Страница 7 из 164
Теперь у власти оказались князья Василий и Иван Васильевичи Шуйские, окружившие себя боярами покойных великих князей Юрия и Андрея (братьев Василия III). Василий Шуйский, женившийся на старости лет на двоюродной сестре Ивана IV Анастасии, и переехал-то во дворец Андрея Старицкого, покойного дяди государева. После смерти Василия Шуйского всем руководил Иван Шуйский. Это его впоследствии Иван Грозный вспоминал недобрым словом:
«Нас же с единородным братом моим, в Бозе почившим Георгием, начали воспитывать как чужеземцев или последних бедняков. Тогда натерпелись мы лишений и в одежде и в пище. Ни в чем нам воли не было… Припомню одно: бывало мы играем в детские игры, а князь Иван Васильевич Шуйский сидит на лавке, опершись локтем о постель нашего отца («о отца нашего постелю») и положив ногу на стул, а на нас и не взглянет — ни как родитель, ни как опекун и уж совсем ни как раб на господ» (Переписка 1993: 138).

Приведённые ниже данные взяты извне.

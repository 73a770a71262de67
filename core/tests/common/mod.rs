//! Common test utilities shared across integration tests.

#![allow(dead_code)]

use record_diff::{DiffConfig, DiffStatus, Row, Table, TableDiff, diff_table};
use serde_json::{Value, json};
use std::path::PathBuf;

pub fn fixture_path(filename: &str) -> PathBuf {
    let mut path = PathBuf::from(env!("CARGO_MANIFEST_DIR"));
    path.push("../fixtures/records");
    path.push(filename);
    path
}

pub fn read_fixture(filename: &str) -> String {
    let path = fixture_path(filename);
    std::fs::read_to_string(&path).unwrap_or_else(|e| {
        panic!("failed to read fixture {}: {e}", path.display());
    })
}

pub fn row(id: &str, cells: &[(&str, Value)]) -> Row {
    Row::with_id(id, cells.iter().map(|(k, v)| (k.to_string(), v.clone())))
}

/// One-column table whose rows are `(id, name)` pairs.
pub fn name_table(rows: &[(&str, &str)]) -> Table {
    Table::new(
        vec!["name".to_string()],
        rows.iter()
            .map(|(id, name)| row(id, &[("name", json!(name))]))
            .collect(),
    )
}

/// Table of `count` distinct rows with ids `1..=count`.
pub fn numbered_table(count: usize) -> Table {
    Table::new(
        vec!["name".to_string(), "qty".to_string()],
        (1..=count)
            .map(|i| {
                row(
                    &i.to_string(),
                    &[
                        ("name", json!(format!("item number {i}"))),
                        ("qty", json!(i * 10)),
                    ],
                )
            })
            .collect(),
    )
}

pub fn diff(left: &Table, right: &Table, config: &DiffConfig) -> TableDiff {
    diff_table("ROOT", Some(left), Some(right), config)
}

pub fn statuses(diff: &TableDiff) -> Vec<DiffStatus> {
    diff.rows.iter().map(|r| r.status).collect()
}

После смерти братьев Шуйских их группировку возглавил их племянник Андрей Михайлович Шуйский. Этот князь как-то ворвался со своими людьми в столовую палату великого князя, и при нем они схватили боярина Воронцова, ободрали на нем одежду и едва не убили; на митрополите Макарии изорвали украшенную мантию.
Такое небрежение маленьким государем контрастировало с общим поклонением во время торжественных приемов — тогда те же князья били земные поклоны и делали вид, что все в стране делается по повелению юного князя. Он присматривался и наматывал себе на ус. Кстати, ус появился быстро и в буквальном смысле.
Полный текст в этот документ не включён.